Although some of you already work as RNs without having this degree, deciding to get it would lead to more career opportunities and higher pay. Moreover, according to RN.com, The American Association of Colleges of Nursing predict that, in the near future, hospitals hoping to earn Magnet status will need to increase their BSN workforce to 80%.
So if you’d like to start preparing for the next phase of your BSN-prepared career, this guide covers all the steps you need to know about the application and enrollment process, and how to get the esteemed BSN degree.
Begin an exciting and rewarding career in nursing, whether you’re in high school and aspire to be a BSN-prepared nurse, you’re interested in making a career change toward nursing, or simply looking to climb up your RN nursing career.
The Basic Steps to Get Your BSN Degree
There are several different ways of working in the nursing profession. Some aspiring nurses choose a two-year Associate Degree in Nursing (ADN) to prepare them to get their RN license. Others opt for the less than one-year Licensed Practical Nurse (LPN) program to get their PN license, after which they can start working as an LPN.
But the need to also have a BSN becomes clearer each year.

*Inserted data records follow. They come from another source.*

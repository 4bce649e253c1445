// ProgPoW GPU Miner - Free and Open Source Software Statement
//
// This project, progpow-miner, is Free and Open Source Software (FOSS) licensed
// under the MIT License. You are free to use, modify, and distribute this
// software in accordance with the license terms. Contributions are welcome
// via pull requests to the project repository.
//
// File: src/miner/algorithm.rs
// Version: 1.0.0
// Developer: OIEIEIO <oieieio@protonmail.com>
//
// Algorithm variants injected into the generic worker. A variant knows its
// kernel source, its dataset sizing and the definitions its kernels expect;
// the worker and dataset manager never branch on the algorithm themselves.
//
// Tree Location:
// - src/miner/algorithm.rs (Ethash and ProgPoW variants)
// - Used by: src/miner/dataset.rs, src/miner/factory.rs

use std::sync::Arc;

use crate::core::config::AlgorithmKind;
use crate::core::epoch::{self, PROGPOW_DAG_LOADS, PROGPOW_LANES, WORD_BYTES};
use crate::miner::kernel_source::{KernelSourceError, PeriodKernelGenerator};

pub const SEARCH_KERNEL: &str = "ethash_search";
pub const DATASET_KERNEL: &str = "ethash_calculate_dag_item";

/// Kernel source generator and dataset sizing for one algorithm
pub trait AlgorithmVariant: Send + Sync {
    fn kind(&self) -> AlgorithmKind;

    /// Period seed for variable-kernel algorithms, `None` for fixed kernels
    fn period_seed(&self, block_number: u64) -> Option<u64>;

    fn dataset_bytes(&self, epoch: u32) -> u64 {
        epoch::dataset_size(epoch)
    }

    /// Element count the search kernel indexes the dataset by
    fn dataset_elements(&self, dataset_bytes: u64) -> u64;

    fn dataset_bytes_definition(&self) -> &'static str;

    fn dataset_elements_definition(&self) -> &'static str;

    /// Algorithm-specific constants beyond the common set
    fn extra_definitions(&self) -> Vec<(&'static str, u64)> {
        Vec::new()
    }

    /// Kernel text (without definitions) for the block's period
    fn kernel_source(&self, block_number: u64) -> Result<String, KernelSourceError>;

    fn search_kernel_name(&self) -> &'static str {
        SEARCH_KERNEL
    }

    fn dataset_kernel_name(&self) -> &'static str {
        DATASET_KERNEL
    }
}

/// Fixed-kernel Ethash
pub struct Ethash {
    source: Arc<String>,
}

impl Ethash {
    pub const ACCESSES: u64 = 64;
    pub const THREADS_PER_HASH: u64 = 8;

    pub fn new(source: impl Into<String>) -> Self {
        Self {
            source: Arc::new(source.into()),
        }
    }
}

impl AlgorithmVariant for Ethash {
    fn kind(&self) -> AlgorithmKind {
        AlgorithmKind::Ethash
    }

    fn period_seed(&self, _block_number: u64) -> Option<u64> {
        None
    }

    fn dataset_elements(&self, dataset_bytes: u64) -> u64 {
        dataset_bytes / epoch::MIX_BYTES
    }

    fn dataset_bytes_definition(&self) -> &'static str {
        "DAG_BYTES"
    }

    fn dataset_elements_definition(&self) -> &'static str {
        "DAG_SIZE"
    }

    fn extra_definitions(&self) -> Vec<(&'static str, u64)> {
        vec![
            ("ACCESSES", Self::ACCESSES),
            ("THREADS_PER_HASH", Self::THREADS_PER_HASH),
        ]
    }

    fn kernel_source(&self, _block_number: u64) -> Result<String, KernelSourceError> {
        Ok(self.source.as_ref().clone())
    }
}

/// ProgPoW: period kernel prefix + base source, regenerated every period
pub struct ProgPow {
    source: Arc<String>,
    periods: Option<Arc<dyn PeriodKernelGenerator>>,
}

impl ProgPow {
    /// Bytes per dataset element: lanes x DAG loads x 32-bit words
    pub const ELEMENT_BYTES: u64 = PROGPOW_LANES * PROGPOW_DAG_LOADS * WORD_BYTES;

    pub fn new(source: impl Into<String>, periods: Option<Arc<dyn PeriodKernelGenerator>>) -> Self {
        Self {
            source: Arc::new(source.into()),
            periods,
        }
    }
}

impl AlgorithmVariant for ProgPow {
    fn kind(&self) -> AlgorithmKind {
        AlgorithmKind::ProgPow
    }

    fn period_seed(&self, block_number: u64) -> Option<u64> {
        Some(epoch::period_seed(block_number))
    }

    fn dataset_elements(&self, dataset_bytes: u64) -> u64 {
        dataset_bytes / Self::ELEMENT_BYTES
    }

    fn dataset_bytes_definition(&self) -> &'static str {
        "PROGPOW_DAG_BYTES"
    }

    fn dataset_elements_definition(&self) -> &'static str {
        "PROGPOW_DAG_ELEMENTS"
    }

    fn kernel_source(&self, block_number: u64) -> Result<String, KernelSourceError> {
        let periods = self.periods.as_ref().ok_or(KernelSourceError::MissingPeriodGenerator)?;
        let mut code = periods.period_source(epoch::period_seed(block_number))?;
        code.push_str(&self.source);
        Ok(code)
    }
}


// Changelog:
// - v1.0.0 (2025-07-02): Ethash and ProgPoW variants.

Not only is a BSN nurse able to take on more responsibilities and be remunerated significantly higher, but the market demand for nurses with a BSN degree is growing.
Here is a list of steps you need to follow in order to get your BSN degree:
- Get your high school diploma or your GED diploma. This is a mandatory prerequisite since subjects like English, Math, Science, Social Studies is required before starting a Bachelor of Science in Nursing Degree Program.
- Apply to an Accredited BSN Program and go through the application process. You should always make sure the college you plan to attend has all the required accreditation, otherwise, you will run the risk of your degree being contested at job interviews.
- Apply for Financial Aid, if needed. There are always financial options when it comes to paying for your studies.
- Attend the program and complete its requirements.
- Apply for RN licensure and take the NCLEX-RN® exam.
To help you prepare for this program and have more hands-on experience as a nurse, you can also:
- Volunteer at a local hospital – this will help you be more informed about what it means to be a qualified nurse.
- Connect with nursing organizations – this is a great opportunity to find out more specific information about the challenges and opportunity of this career.
- Sign up for nursing camp – a few weeks of hands-on experience as a nurse will help you gain a wider perspective, which will be helpful when attending the BSN program.
At Nightingale College, we offer a three-to-four year BSN Program for people with no prior experience, and also a strong one-year-and-a-half RN-to-BSN Program, for nurses who already have experience in the field and have completed a two-year ADN program.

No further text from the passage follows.